> WORK INSTRUCTION: Reproduce each line from the first in the data through the line that contains "use std::str::FromStr;" exactly; give nothing else.
Content starts
//! Color handling and the curriculum area palette
//!
//! Nodes do not store colors directly; they store an index into a fixed
//! finite [`Palette`]. The default palette carries the five curriculum
//! areas, each with its legend name.

use std::str::FromStr;

use color::DynamicColor;

/// Wrapper around the `DynamicColor` type from the color crate
/// This provides convenience methods for working with colors in malla
#[derive(Clone, PartialEq, Debug)]
pub struct Color {
    color: DynamicColor,
}

impl Color {
    /// Create a new `Color` from a string
    /// This will parse CSS color strings such as "#ff0000", "rgb(255, 0, 0)", "red", etc.
    pub fn new(color_str: &str) -> Result<Self, String> {
        match DynamicColor::from_str(color_str) {
            Ok(color) => Ok(Color { color }),
            Err(err) => Err(format!("Invalid color '{color_str}': {err}")),
        }
    }
}

impl Default for Color {
    fn default() -> Self {
        Self::new("black").expect("builtin color is valid")
    }
}

impl std::fmt::Display for Color {
    fn fmt(&self, f: &mut std::fmt::Formatter<'_>) -> std::fmt::Result {
        write!(f, "{}", self.color)
    }
}

/// One palette slot: a color and, for the builtin palette, the name of the
/// curriculum area it stands for.
#[derive(Debug, Clone, PartialEq)]
pub struct PaletteEntry {
    color: Color,
    area: Option<String>,
}

impl PaletteEntry {
    /// Creates a palette entry with an area legend name.
    pub fn named(color: Color, area: impl Into<String>) -> Self {
        Self {
            color,
            area: Some(area.into()),
        }
    }

    /// Creates a palette entry without a legend name.
    pub fn unnamed(color: Color) -> Self {
        Self { color, area: None }
    }

    /// Returns the entry's color.
    pub fn color(&self) -> &Color {
        &self.color
    }

    /// Returns the curriculum area name shown in the legend, if any.
    pub fn area(&self) -> Option<&str> {
        self.area.as_deref()
    }
}

/// The builtin palette: (css color, curriculum area) pairs.
const CURRICULUM_AREAS: [(&str, &str); 5] = [
    ("#ce6925", "Ciencias de la Computación"),
    ("#ffdf71", "Ciencias Matemáticas y Físicas"),
    ("#3aa6dd", "Tecnologías Aplicadas"),
    ("#7ab648", "Complementarias"),
    ("#b391b5", "Enfásis u orientación propio de la carrera"),
];

/// A fixed, finite, non-empty list of node colors.
///
/// Node records store an index into the palette. Stored indices may come
/// from hosts and can be out of range; [`Palette::entry`] clamps them to
/// the last slot instead of failing. The interactive color cycle wraps
/// past the last slot back to 0 ([`Palette::next_index`]).
#[derive(Debug, Clone, PartialEq)]
pub struct Palette {
    entries: Vec<PaletteEntry>,
}

impl Palette {
    /// Creates a palette from explicit entries.
    ///
    /// # Errors
    ///
    /// Returns an error when `entries` is empty; index clamping needs at
    /// least one slot.
    pub fn new(entries: Vec<PaletteEntry>) -> Result<Self, String> {
        if entries.is_empty() {
            return Err("Palette must have at least one entry".to_string());
        }
        Ok(Self { entries })
    }

    /// Creates the builtin five-area curriculum palette.
    pub fn curriculum_areas() -> Self {
        let entries = CURRICULUM_AREAS
            .iter()
            .map(|(css, area)| {
                PaletteEntry::named(Color::new(css).expect("builtin color is valid"), *area)
            })
            .collect();
        Self { entries }
    }

    /// Creates an unnamed palette from CSS color strings.
    ///
    /// # Errors
    ///
    /// Returns an error when the list is empty or any string fails to
    /// parse as a CSS color.
    pub fn from_css<S: AsRef<str>>(colors: &[S]) -> Result<Self, String> {
        let entries = colors
            .iter()
            .map(|css| Color::new(css.as_ref()).map(PaletteEntry::unnamed))
            .collect::<Result<Vec<_>, String>>()?;
        Self::new(entries)
    }

    /// Returns the number of palette slots.
    pub fn len(&self) -> usize {
        self.entries.len()
    }

    /// Always false; palettes are non-empty by construction.
    pub fn is_empty(&self) -> bool {
        self.entries.is_empty()
    }

    /// Resolves a stored color index to its palette entry.
    ///
    /// Out-of-range indices clamp to the last slot.
    pub fn entry(&self, index: usize) -> &PaletteEntry {
        let clamped = index.min(self.entries.len() - 1);
        &self.entries[clamped]
    }

    /// Resolves a stored color index to its color, clamping like
    /// [`Palette::entry`].
    pub fn color(&self, index: usize) -> &Color {
        self.entry(index).color()
    }

    /// Returns the index after `index` in the color cycle, wrapping past
    /// the last slot back to 0. Out-of-range starting points wrap too.
    pub fn next_index(&self, index: usize) -> usize {
        let next = index.saturating_add(1);
        if next > self.entries.len() - 1 { 0 } else { next }
    }

    /// Iterates over the palette slots in order.
    pub fn entries(&self) -> impl Iterator<Item = &PaletteEntry> {
        self.entries.iter()
    }
}

impl Default for Palette {
    fn default() -> Self {
        Self::curriculum_areas()
    }
}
Content ends
> REPLY TO THE EXERCISE:
//! Color handling and the curriculum area palette
//!
//! Nodes do not store colors directly; they store an index into a fixed
//! finite [`Palette`]. The default palette carries the five curriculum
//! areas, each with its legend name.

use std::str::FromStr;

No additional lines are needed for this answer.